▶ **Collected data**
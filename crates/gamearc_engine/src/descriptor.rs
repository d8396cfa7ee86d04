//! Static identity of a container format

use crate::validate::check_extension;

/// Platform a format is known to ship on
#[derive(Debug, Clone, Copy, PartialEq, Eq, Hash)]
pub enum Platform {
    /// Windows, Linux and macOS releases
    Pc,
    /// Sega Dreamcast
    Dreamcast,
    /// Sony PlayStation 2
    PlayStation2,
    /// Sony PlayStation Portable
    PlayStationPortable,
    /// Microsoft Xbox
    Xbox,
    /// Nintendo GameCube
    GameCube,
    /// Nintendo Wii
    Wii,
}

/// Operations a format supports
#[derive(Debug, Clone, Copy, Default, PartialEq, Eq)]
pub struct Capabilities {
    /// Entries can be listed and read
    pub read: bool,
    /// Containers can be written from a list of entries
    pub write: bool,
    /// Single entries can be replaced in place
    pub replace: bool,
    /// Entries can be renamed
    pub rename: bool,
}

impl Capabilities {
    /// Listing and reading only
    pub const READ_ONLY: Capabilities = Capabilities {
        read: true,
        write: false,
        replace: false,
        rename: false,
    };

    /// Reading and writing whole containers
    pub const READ_WRITE: Capabilities = Capabilities {
        read: true,
        write: true,
        replace: false,
        rename: false,
    };
}

/// Identity of a format, defined once per plugin as a `static`
#[derive(Debug, Clone, PartialEq, Eq)]
pub struct FormatDescriptor {
    /// Canonical short tag, unique in a registry
    pub tag: &'static str,
    /// Human readable label
    pub label: &'static str,
    /// File extensions without the leading dot, matched case-insensitively
    pub extensions: &'static [&'static str],
    /// Platforms the format is known from
    pub platforms: &'static [Platform],
    /// Supported operations
    pub capabilities: Capabilities,
}

impl FormatDescriptor {
    /// Whether `name` carries one of the format's extensions
    pub fn matches_extension(&self, name: &str) -> bool {
        check_extension(Some(name), self.extensions)
    }
}
//! Reference container formats for [`gamearc_engine`].
//!
//! Each module describes one layout and exposes a unit-like plugin implementing
//! [`FormatPlugin`](gamearc_engine::FormatPlugin) together with its `DESCRIPTOR`.
//!
//! | Module        | Games                              | Named entries | Writable |
//! |---------------|------------------------------------|---------------|----------|
//! | [`tre`]       | Star Wars Galaxies                 | yes           | yes      |
//! | [`pak`]       | Quake, Half-Life                   | yes           | yes      |
//! | [`img`]       | GTA San Andreas                    | yes           | no       |
//! | [`afs`]       | Sega titles on Dreamcast and PS2   | optional      | no       |
//! | [`u8arc`]     | Nintendo Wii titles                | yes           | no       |
//! | [`offsets`]   | Headerless offset tables           | no            | no       |
//!
//! [`registry`] hands out a [`Registry`] with every format registered, in the order above.
//!
//! ```no_run
//! use gamearc_engine::{Codecs, Source};
//!
//! # fn main() -> gamearc_engine::error::Result<()> {
//! let source = Source::open("data_music_00.tre")?;
//! let archive = gamearc_formats::registry().open(&source)?;
//! let codecs = Codecs::with_defaults();
//!
//! for (index, entry) in archive.iter().enumerate() {
//!     let bytes = archive.read(index, &codecs)?;
//!     println!("{}: {} bytes", entry.name(), bytes.len());
//! }
//! # Ok(())
//! # }
//! ```

use std::sync::OnceLock;

use gamearc_engine::{error::Error, Registry};

pub mod afs;
pub mod img;
pub mod offsets;
pub mod pak;
pub mod tre;
pub mod u8arc;

pub use afs::Afs;
pub use img::Img;
pub use offsets::OffsetTable;
pub use pak::Pak;
pub use tre::Tre;
pub use u8arc::U8;

/// A registry holding every format of this crate with the default dispatch options.
///
/// Built on first use and shared afterwards.
pub fn registry() -> &'static Registry {
    static REGISTRY: OnceLock<Registry> = OnceLock::new();
    REGISTRY.get_or_init(|| {
        Registry::new()
            .with(Tre::default())
            .with(Pak)
            .with(Img)
            .with(Afs)
            .with(U8)
            .with(OffsetTable)
    })
}

/// Map a binrw failure onto the engine's error type.
pub(crate) fn binrw_error(format: &'static str, error: binrw::Error) -> Error {
    match error {
        binrw::Error::BadMagic { pos, .. } => Error::BadMagic {
            format,
            offset: pos,
        },
        binrw::Error::Io(error) => Error::IOError(error),
        error => Error::CustomError(error.to_string()),
    }
}

/// Narrow a size or offset to the 32 bit fields every supported format stores.
pub(crate) fn to_u32(value: u64) -> gamearc_engine::error::Result<u32> {
    u32::try_from(value).map_err(|_| Error::InvalidLength {
        value: value.into(),
        limit: Some(u32::MAX.into()),
    })
}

▶ **Work to be completed**
Write the records above out again, exactly as they are.

▶ **Exercise output**
filename crates/gamearc_engine/src/descriptor.rs
repository d8396cfa7ee86d04
//! Static identity of a container format

use crate::validate::check_extension;

/// Platform a format is known to ship on
#[derive(Debug, Clone, Copy, PartialEq, Eq, Hash)]
pub enum Platform {
    /// Windows, Linux and macOS releases
    Pc,
    /// Sega Dreamcast
    Dreamcast,
    /// Sony PlayStation 2
    PlayStation2,
    /// Sony PlayStation Portable
    PlayStationPortable,
    /// Microsoft Xbox
    Xbox,
    /// Nintendo GameCube
    GameCube,
    /// Nintendo Wii
    Wii,
}

/// Operations a format supports
#[derive(Debug, Clone, Copy, Default, PartialEq, Eq)]
pub struct Capabilities {
    /// Entries can be listed and read
    pub read: bool,
    /// Containers can be written from a list of entries
    pub write: bool,
    /// Single entries can be replaced in place
    pub replace: bool,
    /// Entries can be renamed
    pub rename: bool,
}

impl Capabilities {
    /// Listing and reading only
    pub const READ_ONLY: Capabilities = Capabilities {
        read: true,
        write: false,
        replace: false,
        rename: false,
    };

    /// Reading and writing whole containers
    pub const READ_WRITE: Capabilities = Capabilities {
        read: true,
        write: true,
        replace: false,
        rename: false,
    };
}

/// Identity of a format, defined once per plugin as a `static`
#[derive(Debug, Clone, PartialEq, Eq)]
pub struct FormatDescriptor {
    /// Canonical short tag, unique in a registry
    pub tag: &'static str,
    /// Human readable label
    pub label: &'static str,
    /// File extensions without the leading dot, matched case-insensitively
    pub extensions: &'static [&'static str],
    /// Platforms the format is known from
    pub platforms: &'static [Platform],
    /// Supported operations
    pub capabilities: Capabilities,
}

impl FormatDescriptor {
    /// Whether `name` carries one of the format's extensions
    pub fn matches_extension(&self, name: &str) -> bool {
        check_extension(Some(name), self.extensions)
    }
}
//! Reference container formats for [`gamearc_engine`].
//!
//! Each module describes one layout and exposes a unit-like plugin implementing
//! [`FormatPlugin`](gamearc_engine::FormatPlugin) together with its `DESCRIPTOR`.
//!
//! | Module        | Games                              | Named entries | Writable |
//! |---------------|------------------------------------|---------------|----------|
//! | [`tre`]       | Star Wars Galaxies                 | yes           | yes      |
//! | [`pak`]       | Quake, Half-Life                   | yes           | yes      |
//! | [`img`]       | GTA San Andreas                    | yes           | no       |
//! | [`afs`]       | Sega titles on Dreamcast and PS2   | optional      | no       |
//! | [`u8arc`]     | Nintendo Wii titles                | yes           | no       |
//! | [`offsets`]   | Headerless offset tables           | no            | no       |
//!
//! [`registry`] hands out a [`Registry`] with every format registered, in the order above.
//!
//! ```no_run
//! use gamearc_engine::{Codecs, Source};
//!
//! # fn main() -> gamearc_engine::error::Result<()> {
//! let source = Source::open("data_music_00.tre")?;
//! let archive = gamearc_formats::registry().open(&source)?;
//! let codecs = Codecs::with_defaults();
//!
//! for (index, entry) in archive.iter().enumerate() {
//!     let bytes = archive.read(index, &codecs)?;
//!     println!("{}: {} bytes", entry.name(), bytes.len());
//! }
//! # Ok(())
//! # }
//! ```

use std::sync::OnceLock;

use gamearc_engine::{error::Error, Registry};

pub mod afs;
pub mod img;
pub mod offsets;
pub mod pak;
pub mod tre;
pub mod u8arc;

pub use afs::Afs;
pub use img::Img;
pub use offsets::OffsetTable;
pub use pak::Pak;
pub use tre::Tre;
pub use u8arc::U8;

/// A registry holding every format of this crate with the default dispatch options.
///
/// Built on first use and shared afterwards.
pub fn registry() -> &'static Registry {
    static REGISTRY: OnceLock<Registry> = OnceLock::new();
    REGISTRY.get_or_init(|| {
        Registry::new()
            .with(Tre::default())
            .with(Pak)
            .with(Img)
            .with(Afs)
            .with(U8)
            .with(OffsetTable)
    })
}

/// Map a binrw failure onto the engine's error type.
pub(crate) fn binrw_error(format: &'static str, error: binrw::Error) -> Error {
    match error {
        binrw::Error::BadMagic { pos, .. } => Error::BadMagic {
            format,
            offset: pos,
        },
        binrw::Error::Io(error) => Error::IOError(error),
        error => Error::CustomError(error.to_string()),
    }
}

/// Narrow a size or offset to the 32 bit fields every supported format stores.
pub(crate) fn to_u32(value: u64) -> gamearc_engine::error::Result<u32> {
    u32::try_from(value).map_err(|_| Error::InvalidLength {
        value: value.into(),
        limit: Some(u32::MAX.into()),
    })
}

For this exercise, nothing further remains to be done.